**Activity:**
Whenever a line in the data holds the string "next", copy that line.

**Collected data:**
__________

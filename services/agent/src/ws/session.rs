//! Manages the lifecycle of one assistant session over a WebSocket.
//!
//! A session starts when the transport edge joins a room with participant
//! metadata, lives as long as the socket, and ends with a best-effort room
//! deletion. The loop in `run_session` is the sole writer of the session
//! transcript: spoken turns and side-channel injections are both appended
//! here, in arrival order.

use super::{
    cycle::handle_turn,
    protocol::{ClientMessage, ServerMessage},
};
use crate::{room::RoomAdminClient, state::AppState};
use anyhow::{Context, Result, anyhow};
use axum::{
    extract::{
        State,
        ws::{Message, WebSocket, WebSocketUpgrade},
    },
    response::Response,
};
use futures_util::{
    SinkExt, StreamExt,
    stream::{SplitSink, SplitStream},
};
use rmcp::ServiceExt;
use std::sync::Arc;
use tiro_core::{
    dispatch::{self, PreparedSession, SessionMetadata, ToolService},
    session::{SessionState, TurnRole},
};
use tokio::{
    sync::{Mutex, mpsc},
    task::JoinHandle,
};
use tracing::{Instrument, error, info, instrument, warn};

/// Capacity of the side-channel queue feeding one session.
const SIDE_CHANNEL_CAPACITY: usize = 32;

/// Axum handler to upgrade an HTTP connection to a WebSocket.
pub async fn ws_handler(ws: WebSocketUpgrade, State(state): State<Arc<AppState>>) -> Response {
    ws.on_upgrade(|socket| handle_socket(socket, state))
}

/// Entry point for a new connection.
///
/// Performs the join handshake (metadata validation happens here, before any
/// external call), registers the room's side channel, and spawns the session
/// loop. A failed handshake is reported on the socket and the connection is
/// dropped without starting anything.
#[instrument(name = "ws_session", skip_all, fields(session_id, room))]
async fn handle_socket(socket: WebSocket, state: Arc<AppState>) {
    let temp_id: u32 = rand::random();
    tracing::Span::current().record("session_id", temp_id.to_string());
    info!("New WebSocket connection. Awaiting join...");

    let (mut socket_tx, mut socket_rx) = socket.split();

    let (room, metadata) = match await_join(&mut socket_rx).await {
        Ok(Some(join)) => join,
        Ok(None) => {
            info!("Client disconnected before joining.");
            return;
        }
        Err(e) => {
            warn!(error = ?e, "Join handshake failed.");
            let _ = send_msg(
                &mut socket_tx,
                ServerMessage::Error {
                    message: e.to_string(),
                },
            )
            .await;
            return;
        }
    };
    tracing::Span::current().record("room", room.as_str());

    // Register the side channel before the loop starts so REST producers can
    // reach the session for its whole lifetime. One session per room.
    let (side_tx, side_rx) = mpsc::channel(SIDE_CHANNEL_CAPACITY);
    {
        let mut rooms = state.rooms.lock().await;
        if rooms.contains_key(&room) {
            warn!("Rejecting join: room already has an active session.");
            let _ = send_msg(
                &mut socket_tx,
                ServerMessage::Error {
                    message: format!("room '{room}' already has an active session"),
                },
            )
            .await;
            return;
        }
        rooms.insert(room.clone(), side_tx);
    }

    let prepared = dispatch::prepare_session(&metadata, state.progress.clone());

    if send_msg(
        &mut socket_tx,
        ServerMessage::Joined { room: room.clone() },
    )
    .await
    .is_err()
    {
        error!("Failed to confirm join to client.");
        state.rooms.lock().await.remove(&room);
        return;
    }

    let session_span = tracing::info_span!("session_runtime", %room, behavior = %prepared.behavior);
    tokio::spawn(
        async move {
            if let Err(e) = run_session(&state, socket_tx, socket_rx, prepared, side_rx).await {
                error!(error = ?e, "Session terminated with error.");
            }
            // Teardown runs exactly once, whether the loop ended cleanly or
            // not. Room deletion is fire-and-forget: nothing waits on it and
            // its failure never escalates.
            state.rooms.lock().await.remove(&room);
            spawn_room_cleanup(state.room_admin.clone(), room);
            info!("Session finished.");
        }
        .instrument(session_span),
    );
}

/// Waits for the mandatory `join` frame and validates the metadata in it.
async fn await_join(
    socket_rx: &mut SplitStream<WebSocket>,
) -> Result<Option<(String, SessionMetadata)>> {
    let Some(first) = socket_rx.next().await else {
        return Ok(None);
    };
    let ws_msg = first.context("error receiving join frame")?;
    let Message::Text(text) = ws_msg else {
        return Err(anyhow!("first message must be a text `join` frame"));
    };
    let msg: ClientMessage =
        serde_json::from_str(&text).context("malformed join frame")?;
    let ClientMessage::Join { room, metadata } = msg else {
        return Err(anyhow!("first message must be `join`"));
    };
    let metadata = SessionMetadata::from_value(metadata)?;
    Ok(Some((room, metadata)))
}

/// The main event loop for an active session.
async fn run_session(
    state: &Arc<AppState>,
    mut socket_tx: SplitSink<WebSocket, Message>,
    mut socket_rx: SplitStream<WebSocket>,
    prepared: PreparedSession,
    mut side_rx: mpsc::Receiver<String>,
) -> Result<()> {
    let PreparedSession {
        greeting,
        session,
        tools,
        ..
    } = prepared;

    // Serve the session's tool service over an in-process duplex transport
    // and connect the client half the turn loop calls through.
    let (server_transport, client_transport) = tokio::io::duplex(4096);
    let tool_handle: JoinHandle<()> = tokio::spawn(async move {
        match tools {
            ToolService::Quiz(service) => {
                if let Ok(running) = service.serve(server_transport).await {
                    let _ = running.waiting().await;
                }
            }
            ToolService::Editor(service) => {
                if let Ok(running) = service.serve(server_transport).await {
                    let _ = running.waiting().await;
                }
            }
        }
    });
    let mcp_client = ().serve(client_transport).await?;

    // The session opens by speaking; the greeting is part of the transcript.
    session.lock().await.push_turn(TurnRole::Assistant, greeting);
    send_msg(
        &mut socket_tx,
        ServerMessage::Say {
            text: greeting.to_string(),
        },
    )
    .await?;

    loop {
        tokio::select! {
            maybe_msg = socket_rx.next() => {
                let Some(msg_result) = maybe_msg else { break };
                match msg_result {
                    Ok(Message::Text(text)) => match serde_json::from_str::<ClientMessage>(&text) {
                        Ok(ClientMessage::Utterance { text }) => {
                            if let Some(reply) =
                                handle_turn(&state.llm_client, &session, &mcp_client, &text).await?
                            {
                                send_msg(&mut socket_tx, ServerMessage::Say { text: reply }).await?;
                            }
                        }
                        Ok(ClientMessage::Join { .. }) => {
                            warn!("Ignoring `join` frame after session start.");
                        }
                        Err(e) => warn!(error = ?e, "Ignoring malformed client frame."),
                    },
                    Ok(Message::Binary(_)) => {
                        warn!("Ignoring binary frame: audio never reaches this service.");
                    }
                    Ok(Message::Close(_)) => {
                        info!("Client sent close frame. Shutting down session.");
                        break;
                    }
                    Ok(Message::Ping(_) | Message::Pong(_)) => {}
                    Err(e) => {
                        error!(error = ?e, "Error receiving from client socket.");
                        break;
                    }
                }
            },
            // Side-channel messages become user turns in arrival order. This
            // loop is the only writer of the transcript, so injected text can
            // never interleave inside another append.
            maybe_text = side_rx.recv() => {
                let Some(text) = maybe_text else { break };
                inject_side_message(&session, text).await;
            },
        }
    }

    tool_handle.abort();
    info!("Socket closed and session loop exited.");
    Ok(())
}

/// Appends one side-channel message to the transcript as a user turn.
async fn inject_side_message(session: &Arc<Mutex<SessionState>>, text: String) {
    info!("Injecting side-channel message into conversation.");
    session.lock().await.push_turn(TurnRole::User, text);
}

/// Best-effort room deletion after session end. Spawned, never awaited by
/// the session; failures are logged and stop there.
pub(crate) fn spawn_room_cleanup(admin: Arc<RoomAdminClient>, room: String) -> JoinHandle<()> {
    tokio::spawn(async move {
        match admin.delete_room(&room).await {
            Ok(()) => info!(%room, "Room deleted after session end."),
            Err(e) => error!(%room, error = ?e, "Failed to delete room after session end."),
        }
    })
}

/// A helper function to serialize and send a `ServerMessage` to the client.
pub(crate) async fn send_msg(
    socket_tx: &mut SplitSink<WebSocket, Message>,
    msg: ServerMessage,
) -> Result<()> {
    let serialized = serde_json::to_string(&msg)?;
    socket_tx.send(Message::Text(serialized.into())).await?;
    Ok(())
}

#[cfg(test)]
mod tests {
    use super::*;
    use wiremock::matchers::{method, path};
    use wiremock::{Mock, MockServer, ResponseTemplate};

    #[tokio::test]
    async fn room_cleanup_failure_is_swallowed() {
        let server = MockServer::start().await;
        Mock::given(method("DELETE"))
            .and(path("/rooms/study-42"))
            .respond_with(ResponseTemplate::new(500).set_body_string("room server down"))
            .expect(1)
            .mount(&server)
            .await;

        let admin = Arc::new(RoomAdminClient::new(server.uri(), None).unwrap());
        let handle = spawn_room_cleanup(admin, "study-42".to_string());

        // The cleanup task must finish without panicking even though the
        // deletion failed.
        handle.await.unwrap();
    }

    #[tokio::test]
    async fn room_cleanup_deletes_the_room() {
        let server = MockServer::start().await;
        Mock::given(method("DELETE"))
            .and(path("/rooms/study-42"))
            .respond_with(ResponseTemplate::new(200))
            .expect(1)
            .mount(&server)
            .await;

        let admin = Arc::new(RoomAdminClient::new(server.uri(), None).unwrap());
        spawn_room_cleanup(admin, "study-42".to_string())
            .await
            .unwrap();
    }

    #[tokio::test]
    async fn side_channel_messages_append_in_arrival_order() {
        let session = Arc::new(Mutex::new(SessionState::new("t1", "u1")));
        session
            .lock()
            .await
            .push_turn(TurnRole::Assistant, "turn in flight");

        let (tx, mut rx) = mpsc::channel::<String>(SIDE_CHANNEL_CAPACITY);
        // Two producers; arrival order is fixed by awaiting the first send
        // before issuing the second.
        tx.send("first note".to_string()).await.unwrap();
        let tx2 = tx.clone();
        tx2.send("second note".to_string()).await.unwrap();
        drop(tx);
        drop(tx2);

        // The session loop is the sole consumer; replicate its drain arm.
        while let Some(text) = rx.recv().await {
            inject_side_message(&session, text).await;
        }

        let state = session.lock().await;
        let transcript: Vec<_> = state
            .history
            .iter()
            .map(|t| (t.role, t.text.as_str()))
            .collect();
        assert_eq!(
            transcript,
            vec![
                (TurnRole::Assistant, "turn in flight"),
                (TurnRole::User, "first note"),
                (TurnRole::User, "second note"),
            ]
        );
    }
}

__________

**Expected answer:**
    let Some(first) = socket_rx.next().await else {
            maybe_msg = socket_rx.next() => {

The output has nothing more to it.